Migraine is delineated by an extreme response of intracranial resistance vessels to metabolic stimulus.21 TCD is a noninvasive technique that evaluates the velocity, direction, and other properties of blood flow in the cerebral arteries, as well as the cerebrovascular reserve, using a pulsed ultrasonic beam. The flow velocities measured with TCD are directly proportional to invasive flow measurements.20,22

However, TCD studies in migraine have contradictory results. Studies conducted during attack-free episodes have shown either increased3,4,2326 or normal blood flow velocities in migraine patients.2729 Frieberg reported reduced CBF velocities in MCA on the headache side during a migraine attack when compared to the non-headache side and which was acquired during an attack-free episode,30 while Zwetsloot reported no velocity changes at the headache and non-headache side MCAs during an acute attack.28 It is argued that the increased flow velocity displayed by TCD is a hallmark of migraine. If so, it may be assumed or interpreted as due to an increase in CBF because of a decrease in the cross-sectional area of a vessel at or near the point of insonation or due to regional CBF changes at the level of arterioles.24 However, researchers have stated that TCD alone cannot specify which of these processes is responsible.24,28 In our study, we found no significant velocity differences in migraine patients with and without aura during a headache-free episode when compared to controls and to each other.

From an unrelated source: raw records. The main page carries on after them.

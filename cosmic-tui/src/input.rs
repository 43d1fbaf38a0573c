//! Keyboard input dispatch: overlays, then text editing, then global keys, then panel keys.

use crossterm::event::{KeyCode, KeyEvent, KeyEventKind, KeyModifiers};

use crate::app::{AppState, InputMode, Overlay, Panel};

/// Slider steps moved by PageUp / PageDown.
const PAGE_STEP: i64 = 10;

/// Handle a key event.
pub fn handle_key(app: &mut AppState, key: KeyEvent) {
    // Only handle key press events (Windows sends both Press and Release).
    if key.kind != KeyEventKind::Press {
        return;
    }

    // 1. Overlays consume input first.
    match app.overlay {
        Overlay::Welcome => {
            app.overlay = Overlay::None;
            return;
        }
        Overlay::ErrorHistory => {
            handle_error_overlay(app, key);
            return;
        }
        Overlay::None => {}
    }

    // 2. The text input owns the keyboard while editing.
    if app.input_mode == InputMode::Editing {
        handle_editing_key(app, key);
        return;
    }

    // 3. Global keys (always available).
    match key.code {
        KeyCode::Char('q') => {
            app.running = false;
            return;
        }
        KeyCode::Char('c') if key.modifiers.contains(KeyModifiers::CONTROL) => {
            app.running = false;
            return;
        }
        KeyCode::Char('1') => {
            app.active_panel = Panel::Life;
            return;
        }
        KeyCode::Char('2') => {
            app.active_panel = Panel::Asteroid;
            return;
        }
        KeyCode::Char('3') | KeyCode::Char('?') => {
            app.active_panel = Panel::Help;
            return;
        }
        KeyCode::Tab => {
            app.active_panel = app.active_panel.next();
            return;
        }
        KeyCode::BackTab => {
            app.active_panel = app.active_panel.prev();
            return;
        }
        KeyCode::Char('e') => {
            app.overlay = Overlay::ErrorHistory;
            app.error_scroll = 0;
            return;
        }
        _ => {}
    }

    // 4. Panel-specific keys.
    match app.active_panel {
        Panel::Life | Panel::Asteroid => handle_panel_key(app, key),
        Panel::Help => {} // display only
    }
}

fn handle_error_overlay(app: &mut AppState, key: KeyEvent) {
    match key.code {
        KeyCode::Esc | KeyCode::Char('q') | KeyCode::Char('e') => {
            app.overlay = Overlay::None;
        }
        KeyCode::Char('j') | KeyCode::Down => {
            if app.error_scroll + 1 < app.error_history.len() {
                app.error_scroll += 1;
            }
        }
        KeyCode::Char('k') | KeyCode::Up => {
            app.error_scroll = app.error_scroll.saturating_sub(1);
        }
        _ => {}
    }
}

fn handle_editing_key(app: &mut AppState, key: KeyEvent) {
    match key.code {
        KeyCode::Enter => {
            app.input_mode = InputMode::Normal;
            app.submit_input();
        }
        KeyCode::Esc => {
            app.input_mode = InputMode::Normal;
        }
        KeyCode::Backspace => {
            if let Some(view) = app.active_view_mut() {
                view.input.pop();
            }
        }
        KeyCode::Char('u') if key.modifiers.contains(KeyModifiers::CONTROL) => {
            if let Some(view) = app.active_view_mut() {
                view.input.clear();
            }
        }
        KeyCode::Char(c) => {
            if let Some(view) = app.active_view_mut() {
                view.input.push(c);
            }
        }
        _ => {}
    }
}

fn handle_panel_key(app: &mut AppState, key: KeyEvent) {
    match key.code {
        KeyCode::Char('h') | KeyCode::Left => app.step_slider(-1),
        KeyCode::Char('l') | KeyCode::Right => app.step_slider(1),
        KeyCode::PageDown | KeyCode::Char('H') => app.step_slider(-PAGE_STEP),
        KeyCode::PageUp | KeyCode::Char('L') => app.step_slider(PAGE_STEP),
        KeyCode::Home => app.slider_to_start(),
        KeyCode::End => app.slider_to_end(),
        KeyCode::Char('i') | KeyCode::Char('/') => {
            app.input_mode = InputMode::Editing;
        }
        KeyCode::Char('u') | KeyCode::Enter => app.request_redraw(),
        _ => {}
    }
}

Wallasch reported increased CBF velocities in the MCA, ACA, and PCA as well as decreased PI in patients with episodic tension-type headache, while no difference was present in patients with chronic tension-type headache.31 In the present study, we found increased BA CBF velocities in patients with chronic tension-type headache, and no difference was present in other examined arteries.

Variable outcomes present in the schedule and properties of flow fluctuations in different kinds of headaches make it challenging to understand the precise role of vascular changes in these settings.27 TCD monitored changes in cerebral blood volume (CBV) have also been shown to correlate with changes in global CBF, and measurements were made using the Xenon washout technique. Changes in CBF have been shown to correlate with flow only if MCA diameter at the point of insonation does not change. As a matter of course, changes in large or small vessel diameter or in arterial blood pressure exceeding the range of autoregulation can qualify CBV values.32

In the present study, we only evaluated patients who had been attack free for the preceding 72 hours and were not receiving prophylactic medication. No statistically significant difference was found in CBF velocities between the migraine and normal control groups. Furthermore, mean (Vm) and peak systolic (Vpeak-VP) velocities, and PIs of ACA and MCA showed no significant differences. Mean (Vm) and peak systolic (Vpeak-VP) velocities of BA were increased in patients with tension-type headache. These changes can be explained by the vasodilator activity of neurotransmitters such as nitric oxide (NO) and calcitonin gene-related peptide, contributing to central sensitization. It may also be due to constriction of conductance or the dilatation of the resistance vessels.33 On the other hand, the lack of changes in CBF velocities in migraine indicates that the neuronal activation is more prominent than vascular effects.

Limitations of the study

The local ethics committee only allowed us a limited time period to complete the study; we could not include more patients after this allocated time. During that period, we could only evaluate 10 patients with chronic tension-type headache because it is difficult to find patients with tension-type headaches who do not receive prophylactic medication. Even though the subgroups were small, the operators were blinded to the patients’ clinical status.

Although we had a control group composed of healthy volunteers, we could not form a control group including patients with secondary headaches.

Acknowledgment

This clinical study was presented as a preliminary report at the 66th AAN (American Academy of Neurology) Annual Meeting in Philadelphia, Pennsylvania – April 26–May 3, 2014 (P7.181).

Disclosure

The authors report no conflicts of interest in this work.